Noi italiani abbiamo l’insana abitudine di generalizzare e lamentarci quando i problemi arrivano, invece di essere più vigili e attivi nei confronti di noi stessi e dei nostri rappresentanti. Se il nostro Paese si sta ammodernando lentamente e conserva geloso antichi vizi, è responsabilità di tutti. Il sistema partitico dovrebbe guidare la nazione verso uno sviluppo democratico, rispondendo alle istanze dei cittadini in quanto studenti, lavoratori o pensionati che siano.
L’Italia è come una meravigliosa villa un po’ diroccata, con un’ampia cantina piena di ricchezze accumulate nel tempo. Il tetto deve essere ristrutturato, gli infissi sostituiti, ma l’impalcatura necessaria per le migliorie sembra sia stata montata a fianco, attorno al vuoto. Una grande struttura in ferro fine a se stessa che, se fosse stata collocata al meglio, avrebbe consentito alla nostra dimora di affrontare le sfide della Storia con maggiore serenità e vigore.

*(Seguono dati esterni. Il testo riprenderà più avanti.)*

// src/model.rs

use std::collections::HashMap;
use std::fmt;

/// Full hexadecimal object id of a commit
pub type CommitId = String;

/// Maps a commit id to the version name of the tag pointing at it
pub type TagVersions = HashMap<CommitId, String>;

/// A single commit as seen by the version engine
#[derive(Debug, Clone, PartialEq, Eq)]
pub struct Commit {
    pub id: CommitId,
    pub parents: Vec<CommitId>,
    /// Committer time, seconds since the epoch
    pub time: i64,
    /// First line of the message
    pub summary: String,
    /// Message without the summary line
    pub body: String,
}

impl AsRef<str> for Commit {
    fn as_ref(&self) -> &str {
        &self.id
    }
}

/// A tag, already peeled to the commit it ultimately points at
#[derive(Debug, Clone, PartialEq, Eq)]
pub struct Tag {
    /// Short name, without `refs/tags/`
    pub name: String,
    pub target: CommitId,
    pub annotated: bool,
    pub tagger_time: Option<i64>,
}

/// A branch name together with the commit at its tip
#[derive(Debug, Clone, PartialEq, Eq)]
pub struct BranchRef {
    pub name: String,
    pub target: CommitId,
}

/// Where HEAD currently points
#[derive(Debug, Clone, PartialEq, Eq)]
pub struct HeadRef {
    pub id: CommitId,
    /// Short branch name, `None` when HEAD is detached
    pub branch: Option<String>,
}

/// Result of a nearest-tag lookup from HEAD, the pieces of `<tag>-<offset>-g<abbrev>`
#[derive(Debug, Clone, PartialEq, Eq)]
pub struct DescribedTag {
    pub tag: String,
    pub offset: usize,
    pub abbrev: String,
}

impl DescribedTag {
    /// The disambiguation suffix as `git describe --long` prints it.
    pub fn hash(&self) -> String {
        format!("g{}", self.abbrev)
    }
}

impl fmt::Display for DescribedTag {
    fn fmt(&self, f: &mut fmt::Formatter<'_>) -> fmt::Result {
        write!(f, "{}-{}-{}", self.tag, self.offset, self.hash())
    }
}

/// The version information derived for one project at HEAD
#[derive(Debug, Clone, PartialEq, Eq)]
pub struct VersionRecord {
    pub tag: String,
    pub offset: String,
    pub hash: String,
    pub branch: String,
    pub commit: String,
    pub abbreviated_id: String,
}

impl VersionRecord {
    pub const DEFAULT_BRANCH: &'static str = "master";

    /// Stand-in used whenever no git information is available.
    pub fn empty() -> Self {
        VersionRecord {
            tag: "0.0".to_string(),
            offset: "0".to_string(),
            hash: "00000000".to_string(),
            branch: Self::DEFAULT_BRANCH.to_string(),
            commit: "0".repeat(40),
            abbreviated_id: "00000000".to_string(),
        }
    }

    pub fn is_empty(&self) -> bool {
        *self == Self::empty()
    }

    /// Substitutes `{tag}`, `{offset}`, `{hash}`, `{branch}`, `{commit}` and
    /// `{abbreviated_id}` in `template`.
    pub fn format(&self, template: &str) -> String {
        template
            .replace("{tag}", &self.tag)
            .replace("{offset}", &self.offset)
            .replace("{hash}", &self.hash)
            .replace("{branch}", &self.branch)
            .replace("{commit}", &self.commit)
            .replace("{abbreviated_id}", &self.abbreviated_id)
    }

    /// `(key, value)` pairs in declaration order.
    pub fn fields(&self) -> [(&'static str, &str); 6] {
        [
            ("tag", self.tag.as_str()),
            ("offset", self.offset.as_str()),
            ("hash", self.hash.as_str()),
            ("branch", self.branch.as_str()),
            ("commit", self.commit.as_str()),
            ("abbreviated_id", self.abbreviated_id.as_str()),
        ]
    }
}

#[cfg(test)]
mod tests {
    use super::*;

    #[test]
    fn empty_record_uses_placeholder_values() {
        let empty = VersionRecord::empty();
        assert_eq!(empty.tag, "0.0");
        assert_eq!(empty.offset, "0");
        assert_eq!(empty.hash, "00000000");
        assert_eq!(empty.branch, "master");
        assert!(empty.commit.chars().all(|c| c == '0'));
        assert_eq!(empty.abbreviated_id, "00000000");
        assert!(empty.is_empty());
    }

    #[test]
    fn format_replaces_every_placeholder() {
        let record = VersionRecord {
            tag: "1.2".into(),
            offset: "7".into(),
            hash: "gabc1234".into(),
            branch: "main".into(),
            commit: "abc1234def".into(),
            abbreviated_id: "abc1234d".into(),
        };
        assert_eq!(record.format("{tag}.{offset}"), "1.2.7");
        assert_eq!(
            record.format("{branch}/{abbreviated_id}-{hash}+{commit}"),
            "main/abc1234d-gabc1234+abc1234def"
        );
    }

    #[test]
    fn described_tag_renders_long_form() {
        let described = DescribedTag {
            tag: "v1.0".into(),
            offset: 3,
            abbrev: "1a2b3c4".into(),
        };
        assert_eq!(described.to_string(), "v1.0-3-g1a2b3c4");
    }
}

Tra pochi mesi le elezioni politiche porteranno una ventata fresca, con la speranza di un cambio naturale di ciclo, non semplicemente di un’allegorica rottamazione. La “stagione Monti” sta finendo e la politica si sta preparando ad uscire da un provvidenziale periodo di palestra forzata. Sia chiaro, il governo Monti non rappresenta il fallimento della democrazia dal momento che l’ordinamento costituzionale italiano prevede l’elezione dei membri del Parlamento da parte del popolo, mentre il governo è soggetto alla nomina del capo dello Stato e alla fiducia del Parlamento. Con il voto favorevole delle due camere, il governo ottiene la sufficiente legittimazione democratica. L’elezione diretta del capo del governo, in Italia, è una “finzione elettorale”, un patto tra partiti ed elettorato che indica nel segretario del maggiore partito vincitore il candidato premier.

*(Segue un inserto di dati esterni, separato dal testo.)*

// src/subprojects.rs

use crate::error::Result;
use std::collections::BTreeSet;
use std::path::{Path, PathBuf};
use walkdir::{DirEntry, WalkDir};

/// Ignore-marker file looked for when none is configured.
pub const DEFAULT_IGNORE_FILE: &str = ".gitversion.ignore";

/// Finds the nested projects below a project directory.
pub trait SubprojectLocator {
    /// Root-relative, `/`-separated paths of the subprojects under `project`.
    fn locate(&self, root: &Path, project: &Path) -> Result<Vec<String>>;
}

/// Treats every directory holding one of `markers` as a subproject, unless it
/// also holds one of `ignore_files`.
#[derive(Debug, Clone)]
pub struct MarkerLocator {
    pub markers: Vec<String>,
    pub ignore_files: Vec<String>,
    /// Directory names or root-relative paths never searched
    pub ignore_dirs: Vec<String>,
}

impl Default for MarkerLocator {
    fn default() -> Self {
        MarkerLocator {
            markers: Vec::new(),
            ignore_files: vec![DEFAULT_IGNORE_FILE.to_string()],
            ignore_dirs: Vec::new(),
        }
    }
}

impl MarkerLocator {
    fn is_skipped_dir(&self, root: &Path, entry: &DirEntry) -> bool {
        if entry.depth() == 0 || !entry.file_type().is_dir() {
            return false;
        }
        let name = entry.file_name().to_string_lossy();
        if name == ".git" {
            return true;
        }
        let local = local_path(root, entry.path());
        self.ignore_dirs.iter().any(|dir| *dir == name || *dir == local)
    }

    fn is_ignored(&self, dir: &Path) -> bool {
        self.ignore_files.iter().any(|file| dir.join(file).is_file())
    }
}

impl SubprojectLocator for MarkerLocator {
    fn locate(&self, root: &Path, project: &Path) -> Result<Vec<String>> {
        if self.markers.is_empty() {
            return Ok(Vec::new());
        }

        let mut found = BTreeSet::new();
        let walker = WalkDir::new(project)
            .into_iter()
            .filter_entry(|entry| !self.is_skipped_dir(root, entry));
        for entry in walker {
            let entry = entry?;
            if !entry.file_type().is_file() {
                continue;
            }
            let name = entry.file_name().to_string_lossy();
            if !self.markers.iter().any(|marker| *marker == name) {
                continue;
            }
            let Some(dir) = entry.path().parent() else { continue };
            if dir == project || self.is_ignored(dir) {
                continue;
            }
            found.insert(local_path(root, dir));
        }
        Ok(found.into_iter().collect())
    }
}

/// Nearest directory at or above `dir` that contains `.git`, or `dir` itself.
pub fn find_git_root(dir: &Path) -> PathBuf {
    dir.ancestors()
        .find(|candidate| candidate.join(".git").exists())
        .unwrap_or(dir)
        .to_path_buf()
}

/// `dir` relative to `root` with `/` separators; empty for the root itself.
pub fn local_path(root: &Path, dir: &Path) -> String {
    let relative = dir.strip_prefix(root).unwrap_or(dir);
    relative
        .components()
        .map(|component| component.as_os_str().to_string_lossy())
        .collect::<Vec<_>>()
        .join("/")
}
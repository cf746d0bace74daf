// src/message.rs

const SIGN_OFF: &str = "Signed-off-by: ";

/// Drops sign-off trailers and blank lines from a commit body.
pub fn process_commit_body(body: &str) -> String {
    body.split('\n')
        .filter(|line| !line.starts_with(SIGN_OFF))
        .filter(|line| !line.trim().is_empty())
        .collect::<Vec<_>>()
        .join("\n")
        .trim()
        .to_string()
}

#[cfg(test)]
mod tests {
    use super::*;

    #[test]
    fn strips_sign_off_and_blank_lines() {
        let body = "Fix the widget\n\nIt was broken.\n   \nSigned-off-by: Dev <dev@example.com>\n";
        assert_eq!(process_commit_body(body), "Fix the widget\nIt was broken.");
    }

    #[test]
    fn keeps_indentation_of_inner_lines() {
        let body = "  first\n    - nested\nlast  ";
        assert_eq!(process_commit_body(body), "first\n    - nested\nlast");
    }

    #[test]
    fn only_trailers_leaves_nothing() {
        assert_eq!(process_commit_body("Signed-off-by: A <a@b>\n\n"), "");
    }

    #[test]
    fn sign_off_must_start_the_line() {
        assert_eq!(process_commit_body("See Signed-off-by: rules"), "See Signed-off-by: rules");
    }
}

Sarebbe più intelligente, per i partiti, non definire l’attuale esecutivo un “governo tecnico”, per non rendere ancora più plateale il fallimento della propria classe dirigente, in buona parte inadeguata. La politica dovrebbe tornare a dare risposte, dovrebbe ricominciare ad anticipare i cambiamenti in atto per poi adeguare il nostro ordinamento al mondo reale, dando seguito ad una legislazione lungimirante e completa, non più “tappa buchi”. Gli slogan possono andare in campagna elettorale, servono sempre per dare ottimismo e morale, ma la coerenza è ancora importante ed è la vera sfida della politica.

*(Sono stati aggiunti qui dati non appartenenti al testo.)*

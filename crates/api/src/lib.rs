mod startup;
mod utils;

pub mod db;
pub mod routes;

pub use db::*;
pub use routes::*;
pub use startup::*;
pub use utils::*;
mod postgres;
mod stations;

pub use postgres::*;
pub use stations::*;
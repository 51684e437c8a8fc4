use std::str::FromStr;

/// A single field failed conversion to its typed form.
///
/// Callers on the MOSMIX path turn this into a null field rather than
/// aborting the record.
#[derive(Debug, thiserror::Error)]
#[error("field {field}: cannot coerce {raw:?}")]
pub struct CoercionError {
    pub field: &'static str,
    pub raw: String,
}

/// Convert one raw field to its typed form, trimming surrounding
/// whitespace first.
pub fn coerce<T: FromStr>(field: &'static str, raw: &str) -> Result<T, CoercionError> {
    raw.trim().parse::<T>().map_err(|_| CoercionError {
        field,
        raw: raw.to_owned(),
    })
}
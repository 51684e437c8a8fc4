mod coerce;
mod coordinates;
mod outcome;
mod utils;

pub mod climate;
pub mod kml;
pub mod mosmix;

pub use coerce::*;
pub use coordinates::*;
pub use outcome::*;
pub use utils::*;
use std::env;
use std::path::Path;

use clap::Parser;
use dwd_atlas_core::{find_config_file, load_config, ConfigSource, DbConfig, DEFAULT_API_PORT};
use fern::{
    colors::{Color, ColoredLevelConfig},
    Dispatch,
};
use log::LevelFilter;
use time::{format_description::well_known::Iso8601, OffsetDateTime};

#[derive(Parser, Clone, Debug, serde::Deserialize, Default)]
#[command(
    author,
    version,
    about = "DWD Station Atlas API - serves the stored station set as GeoJSON"
)]
pub struct Cli {
    /// Path to config file (TOML format)
    /// Searched in order: this flag, $DWD_ATLAS_CONFIG, ./api.toml,
    /// $XDG_CONFIG_HOME/dwd-atlas/api.toml, /etc/dwd-atlas/api.toml
    #[arg(short, long)]
    #[serde(skip)]
    pub config: Option<String>,

    /// Log level: trace, debug, info, warn, error
    #[arg(short, long, env = "DWD_ATLAS_LEVEL")]
    pub level: Option<String>,

    /// Host to listen on (use 0.0.0.0 for all interfaces)
    #[arg(short = 'H', long, env = "DWD_ATLAS_HOST")]
    #[serde(alias = "host")]
    pub domain: Option<String>,

    /// Port to listen on
    #[arg(short, long, env = "DWD_ATLAS_PORT")]
    pub port: Option<String>,

    /// Path to a dotenv file holding the DB_* connection variables;
    /// without it the variables are read from the process environment
    #[arg(short, long, env = "DWD_ATLAS_ENV_FILE")]
    pub env_file: Option<String>,
}

impl Cli {
    /// Get the effective configuration value with defaults
    pub fn host(&self) -> String {
        self.domain
            .clone()
            .unwrap_or_else(|| "127.0.0.1".to_string())
    }

    pub fn port(&self) -> String {
        self.port
            .clone()
            .unwrap_or_else(|| DEFAULT_API_PORT.to_string())
    }

    /// Database credentials, failing fast when incomplete
    pub fn db_config(&self) -> anyhow::Result<DbConfig> {
        match &self.env_file {
            Some(path) => DbConfig::from_env_file(Path::new(path)),
            None => DbConfig::from_env(),
        }
    }
}

/// Load configuration from CLI args, config file, and environment
pub fn get_config_info() -> Cli {
    let cli_args = Cli::parse();

    // Determine config file path
    let source = if let Some(ref path) = cli_args.config {
        ConfigSource::Explicit(path.into())
    } else {
        find_config_file("DWD_ATLAS_CONFIG", "api.toml")
    };

    // Log where we're loading config from
    if let Some(path) = source.path() {
        log::info!("Loading config from: {}", path.display());
    }

    // Load from config file
    let file_config: Cli = load_config(&source).unwrap_or_default();

    // CLI args override file config (env vars are handled by clap)
    Cli {
        config: cli_args.config,
        level: cli_args.level.or(file_config.level),
        domain: cli_args.domain.or(file_config.domain),
        port: cli_args.port.or(file_config.port),
        env_file: cli_args.env_file.or(file_config.env_file),
    }
}

pub fn get_log_level(cli: &Cli) -> LevelFilter {
    let level_str = cli
        .level
        .clone()
        .or_else(|| env::var("RUST_LOG").ok())
        .unwrap_or_else(|| "info".to_string());

    match level_str.to_lowercase().as_str() {
        "trace" => LevelFilter::Trace,
        "debug" => LevelFilter::Debug,
        "info" => LevelFilter::Info,
        "warn" => LevelFilter::Warn,
        "error" => LevelFilter::Error,
        _ => LevelFilter::Info,
    }
}

pub fn setup_logger() -> Dispatch {
    let colors = ColoredLevelConfig::new()
        .trace(Color::White)
        .debug(Color::Cyan)
        .info(Color::Blue)
        .warn(Color::Yellow)
        .error(Color::Magenta);

    fern::Dispatch::new()
        .format(move |out, message, record| {
            out.finish(format_args!(
                "[{} {}] {}: {}",
                OffsetDateTime::now_utc().format(&Iso8601::DEFAULT).unwrap(),
                colors.color(record.level()),
                record.target(),
                message
            ));
        })
        .chain(std::io::stdout())
}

Più di un programma, si abbraccia lo stile di un leader politico ma bisogna assicurarsi che la via indicata venga poi segnata dalle sue scarpe e che, la stessa via, porti a risultati per il bene comune. Servono esempi positivi, serve aiutare le persone a mettersi alla prova e dimostrare il loro valore, serve costruire un’impalcatura attorno ad una villa meravigliosa.